Short story words have to do at least two things at once. They must tell you not only what the person is doing, but how they feel about it, where they are, and what they look like at the time. There isn’t space for separate explanations of how the room smells, feels, or sounds. Somehow you’ve got to find a few words that sum up everything.

It’s bloody hard work to write, and it’s glorious to read the best writers doing it. Stephen King, Raymond Carver, Katherine Mansfield, Doris Lessing, Guy de Maupassant. And many, many others. 

So here I am, completely in love with the short story, and I decide to write a novel. At my age.

It was partly to see if I could.
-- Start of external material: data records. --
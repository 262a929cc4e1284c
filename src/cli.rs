//! Command-line interface definitions.

use crate::models::Conference;
use clap::builder::PossibleValue;
use clap::{Parser, Subcommand, ValueEnum};
use std::path::PathBuf;

#[derive(Debug, Clone, Copy, PartialEq, Eq, ValueEnum)]
pub enum TracingFormat {
    Pretty,
    Json,
}

// Conference is a domain type; its command-line surface lives here so the
// models module stays free of CLI concerns.
impl ValueEnum for Conference {
    fn value_variants<'a>() -> &'a [Self] {
        &[Conference::All, Conference::East, Conference::West]
    }

    fn to_possible_value(&self) -> Option<PossibleValue> {
        Some(match self {
            Conference::All => PossibleValue::new("all"),
            Conference::East => PossibleValue::new("east"),
            Conference::West => PossibleValue::new("west"),
        })
    }
}

#[derive(Debug, Parser)]
#[command(
    name = "hoopref",
    about = "Scrape basketball statistics from basketball-reference.com",
    version
)]
pub struct Args {
    /// Log output format.
    #[arg(long, value_enum, default_value_t = TracingFormat::Pretty, global = true)]
    pub tracing: TracingFormat,

    #[command(subcommand)]
    pub command: Command,
}

#[derive(Debug, Subcommand)]
pub enum Command {
    /// Current team standings.
    Standings {
        /// Conference to report.
        #[arg(value_enum, default_value_t = Conference::All)]
        conference: Conference,
    },
    /// Playoff bracket state for a season.
    Bracket {
        /// Season year; defaults to the current year.
        year: Option<i32>,
    },
    /// Player names for a season.
    Names { year: i32 },
    /// Full per-game stat rows for a season.
    Stats { year: i32 },
    /// Player efficiency rating for every player in a season.
    Per { year: i32 },
    /// A career advanced statistic for one player, fuzzy-matched by name.
    AdvStat {
        /// Free-text player name.
        name: String,
        /// Statistic name, e.g. "player efficiency rating".
        stat: String,
        /// Roster file overriding the configured one.
        #[arg(long)]
        roster: Option<PathBuf>,
        /// Minimum similarity in [0, 1]; the lookup fails below it.
        #[arg(long)]
        min_confidence: Option<f64>,
    },
}

#[cfg(test)]
mod tests {
    use super::*;

    #[test]
    fn args_parse_adv_stat() {
        let args = Args::try_parse_from([
            "hoopref",
            "adv-stat",
            "Lebron Jamez",
            "player efficiency rating",
            "--min-confidence",
            "0.6",
        ])
        .unwrap();
        match args.command {
            Command::AdvStat {
                name,
                stat,
                min_confidence,
                ..
            } => {
                assert_eq!(name, "Lebron Jamez");
                assert_eq!(stat, "player efficiency rating");
                assert_eq!(min_confidence, Some(0.6));
            }
            other => panic!("unexpected command: {other:?}"),
        }
    }

    #[test]
    fn standings_defaults_to_all() {
        let args = Args::try_parse_from(["hoopref", "standings"]).unwrap();
        assert!(matches!(
            args.command,
            Command::Standings {
                conference: Conference::All
            }
        ));
    }

    #[test]
    fn standings_accepts_each_conference() {
        for (value, expected) in [
            ("all", Conference::All),
            ("east", Conference::East),
            ("west", Conference::West),
        ] {
            let args = Args::try_parse_from(["hoopref", "standings", value]).unwrap();
            match args.command {
                Command::Standings { conference } => assert_eq!(conference, expected),
                other => panic!("unexpected command: {other:?}"),
            }
        }
    }
}
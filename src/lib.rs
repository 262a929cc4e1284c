pub mod bref;
pub mod cli;
pub mod config;
pub mod logging;
pub mod models;
pub mod resolve;
pub mod roster;
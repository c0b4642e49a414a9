use crate::config::ConfigError;
use crate::matching::{DirectoryError, MatchingError};
use crate::telemetry::TelemetryError;
use axum::http::StatusCode;
use axum::response::{IntoResponse, Response};
use axum::Json;
use serde_json::json;
use std::fmt;

/// Startup and serving failures of the application as a whole.
#[derive(Debug)]
pub enum AppError {
    Config(ConfigError),
    Telemetry(TelemetryError),
    Io(std::io::Error),
    Server(axum::Error),
    Directory(DirectoryError),
    Matching(MatchingError),
}

impl fmt::Display for AppError {
    fn fmt(&self, f: &mut fmt::Formatter<'_>) -> fmt::Result {
        match self {
            AppError::Config(err) => write!(f, "configuration error: {}", err),
            AppError::Telemetry(err) => write!(f, "telemetry error: {}", err),
            AppError::Io(err) => write!(f, "io error: {}", err),
            AppError::Server(err) => write!(f, "server error: {}", err),
            AppError::Directory(err) => write!(f, "directory seed error: {}", err),
            AppError::Matching(err) => write!(f, "matching error: {}", err),
        }
    }
}

impl std::error::Error for AppError {
    fn source(&self) -> Option<&(dyn std::error::Error + 'static)> {
        match self {
            AppError::Config(err) => Some(err),
            AppError::Telemetry(err) => Some(err),
            AppError::Io(err) => Some(err),
            AppError::Server(err) => Some(err),
            AppError::Directory(err) => Some(err),
            AppError::Matching(err) => Some(err),
        }
    }
}

impl IntoResponse for AppError {
    fn into_response(self) -> Response {
        let status = match &self {
            AppError::Matching(err) => err.status_code(),
            AppError::Config(_)
            | AppError::Telemetry(_)
            | AppError::Io(_)
            | AppError::Server(_)
            | AppError::Directory(_) => StatusCode::INTERNAL_SERVER_ERROR,
        };

        let body = Json(json!({ "error": self.to_string() }));
        (status, body).into_response()
    }
}

impl From<ConfigError> for AppError {
    fn from(value: ConfigError) -> Self {
        Self::Config(value)
    }
}

impl From<TelemetryError> for AppError {
    fn from(value: TelemetryError) -> Self {
        Self::Telemetry(value)
    }
}

impl From<std::io::Error> for AppError {
    fn from(value: std::io::Error) -> Self {
        Self::Io(value)
    }
}

impl From<axum::Error> for AppError {
    fn from(value: axum::Error) -> Self {
        Self::Server(value)
    }
}

impl From<DirectoryError> for AppError {
    fn from(value: DirectoryError) -> Self {
        Self::Directory(value)
    }
}

impl From<MatchingError> for AppError {
    fn from(value: MatchingError) -> Self {
        Self::Matching(value)
    }
}

#[cfg(test)]
mod tests {
    use super::*;

    #[test]
    fn matching_failures_keep_their_status() {
        let error: AppError = MatchingError::forbidden("only patients can enroll").into();
        assert_eq!(error.into_response().status(), StatusCode::FORBIDDEN);

        let error: AppError =
            std::io::Error::new(std::io::ErrorKind::Other, "socket closed").into();
        assert_eq!(
            error.into_response().status(),
            StatusCode::INTERNAL_SERVER_ERROR
        );
    }
}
Partly because I had an idea I didn’t feel I could contain in a short story. Maybe some of those aforementioned brilliant writers could, but not me. Age was definitely part of it. If you don’t give yourself new challenges as you get older, your brain settles into a comfortable rut and then can’t be bothered to take on anything different from what it’s doing already. 
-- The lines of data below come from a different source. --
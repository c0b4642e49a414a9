//! Engagement state machine.
//!
//! ```text
//! active ──complete──▶ completed_by_professional ──confirm──▶ confirmed_by_patient
//!   │                         └──(sweep, grace elapsed)──▶ completed_unconfirmed
//!   ├──cancel (patient)──▶ cancelled_by_patient
//!   └──cancel (professional)──▶ cancelled_by_professional  + PatientRequeued
//! ```
//!
//! Transitions are pure: they return the updated engagement plus the events the enrollment
//! pool and the notifier consume. Nothing here touches storage.

use chrono::{DateTime, Duration, Utc};

use super::domain::{
    Actor, Engagement, EngagementId, EngagementStatus, EnrollmentId, EnrollmentStatus, Role,
    StateAction,
};
use super::error::MatchingError;

#[derive(Debug, Clone, PartialEq, Eq)]
pub enum LifecycleCommand {
    Cancel { justification: String },
    Complete,
    Confirm,
}

impl LifecycleCommand {
    pub const fn action(&self) -> StateAction {
        match self {
            LifecycleCommand::Cancel { .. } => StateAction::Cancel,
            LifecycleCommand::Complete => StateAction::Complete,
            LifecycleCommand::Confirm => StateAction::Confirm,
        }
    }
}

/// Side effects of a transition, applied by the caller inside the same transaction
/// (pool events) or after commit (notifications).
#[derive(Debug, Clone, PartialEq, Eq)]
pub enum LifecycleEvent {
    EnrollmentSettled {
        enrollment_id: EnrollmentId,
        expected: EnrollmentStatus,
        outcome: EnrollmentStatus,
    },
    PatientRequeued {
        origin: EnrollmentId,
    },
    ConfirmationRequested {
        engagement_id: EngagementId,
    },
}

#[derive(Debug, Clone, PartialEq, Eq)]
pub struct Transition {
    pub engagement: Engagement,
    pub events: Vec<LifecycleEvent>,
}

/// Apply `command` from `actor` to `engagement`.
///
/// `enrollment` is the pool entry the engagement was drawn from, if one is known.
pub fn apply(
    engagement: &Engagement,
    enrollment: Option<EnrollmentId>,
    actor: &Actor,
    command: LifecycleCommand,
    now: DateTime<Utc>,
    min_justification_chars: usize,
) -> Result<Transition, MatchingError> {
    let action = command.action();
    let mut next = engagement.clone();
    let mut events = Vec::new();

    match command {
        LifecycleCommand::Cancel { justification } => {
            let (engagement_outcome, enrollment_outcome) = match actor.role {
                Role::Patient if engagement.involves(actor) => (
                    EngagementStatus::CancelledByPatient,
                    EnrollmentStatus::CancelledByPatient,
                ),
                Role::Professional if engagement.involves(actor) => (
                    EngagementStatus::CancelledByProfessional,
                    EnrollmentStatus::CancelledByProfessional,
                ),
                Role::Patient | Role::Professional | Role::Admin => {
                    return Err(MatchingError::forbidden(
                        "only the engagement's patient or professional can cancel it",
                    ))
                }
            };
            require_status(engagement, EngagementStatus::Active, action)?;

            let justification = justification.trim();
            if justification.chars().count() < min_justification_chars {
                return Err(MatchingError::validation(format!(
                    "justification must have at least {min_justification_chars} characters"
                )));
            }

            next.status = engagement_outcome;
            next.cancellation_justification = Some(justification.to_string());
            next.ended_at = Some(now);

            if let Some(enrollment_id) = enrollment {
                events.push(LifecycleEvent::EnrollmentSettled {
                    enrollment_id,
                    expected: EnrollmentStatus::DrawnInProgress,
                    outcome: enrollment_outcome,
                });
                if actor.role == Role::Professional {
                    events.push(LifecycleEvent::PatientRequeued {
                        origin: enrollment_id,
                    });
                }
            }
        }
        LifecycleCommand::Complete => {
            if actor.role != Role::Professional {
                return Err(MatchingError::forbidden(
                    "only professionals can complete engagements",
                ));
            }
            if !engagement.involves(actor) {
                return Err(MatchingError::forbidden("access denied"));
            }
            require_status(engagement, EngagementStatus::Active, action)?;

            next.status = EngagementStatus::CompletedByProfessional;
            next.ended_at = Some(now);

            if let Some(enrollment_id) = enrollment {
                events.push(LifecycleEvent::EnrollmentSettled {
                    enrollment_id,
                    expected: EnrollmentStatus::DrawnInProgress,
                    outcome: EnrollmentStatus::CompletedByProfessional,
                });
            }
            events.push(LifecycleEvent::ConfirmationRequested {
                engagement_id: engagement.id,
            });
        }
        LifecycleCommand::Confirm => {
            if actor.role != Role::Patient {
                return Err(MatchingError::forbidden(
                    "only patients can confirm completion",
                ));
            }
            if !engagement.involves(actor) {
                return Err(MatchingError::forbidden("access denied"));
            }
            require_status(engagement, EngagementStatus::CompletedByProfessional, action)?;

            next.status = EngagementStatus::ConfirmedByPatient;
            next.confirmed_at = Some(now);

            if let Some(enrollment_id) = enrollment {
                events.push(LifecycleEvent::EnrollmentSettled {
                    enrollment_id,
                    expected: EnrollmentStatus::CompletedByProfessional,
                    outcome: EnrollmentStatus::Confirmed,
                });
            }
        }
    }

    Ok(Transition {
        engagement: next,
        events,
    })
}

fn require_status(
    engagement: &Engagement,
    required: EngagementStatus,
    action: StateAction,
) -> Result<(), MatchingError> {
    if engagement.status == required {
        Ok(())
    } else {
        Err(MatchingError::InvalidStateTransition {
            action,
            status: engagement.status.code(),
        })
    }
}

/// Close a completion the patient never confirmed once `grace` has elapsed since it ended.
pub fn sweep(engagement: &Engagement, now: DateTime<Utc>, grace: Duration) -> Option<Engagement> {
    let overdue = engagement.status == EngagementStatus::CompletedByProfessional
        && engagement.confirmed_at.is_none()
        && engagement
            .ended_at
            .map_or(false, |ended_at| ended_at <= now - grace);
    if !overdue {
        return None;
    }

    let mut closed = engagement.clone();
    closed.status = EngagementStatus::CompletedUnconfirmed;
    Some(closed)
}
As it turns out, I’ve thoroughly enjoyed writing the first draft of my novel. Feedback from my critique groups has been amazingly helpful and mostly encouraging. (Of course you want constructive criticism of the chapter you’ve spent days on and are so proud of. It’s helpful to know everyone thinks that bit really doesn’t work, it contradicts what went before, that character would never do that. Smile through your pain, park it for now, and be bloody grateful three weeks later when you realise they were absolutely right.)

I’ll say it again: writing may be a solitary pursuit, but it need not be a lonely one. It really is better if it isn’t. 

Of course, now comes the editing part. I like editing. Writing the first draft of anything is rather like having a great big lump of clay delivered. It’s full of potential, but you have no idea exactly what’s going to come out of it. Editing is the shaping, honing, smoothing, or maybe roughing, to produce the best thing you possibly can at the end. I’ll let you know how that goes. 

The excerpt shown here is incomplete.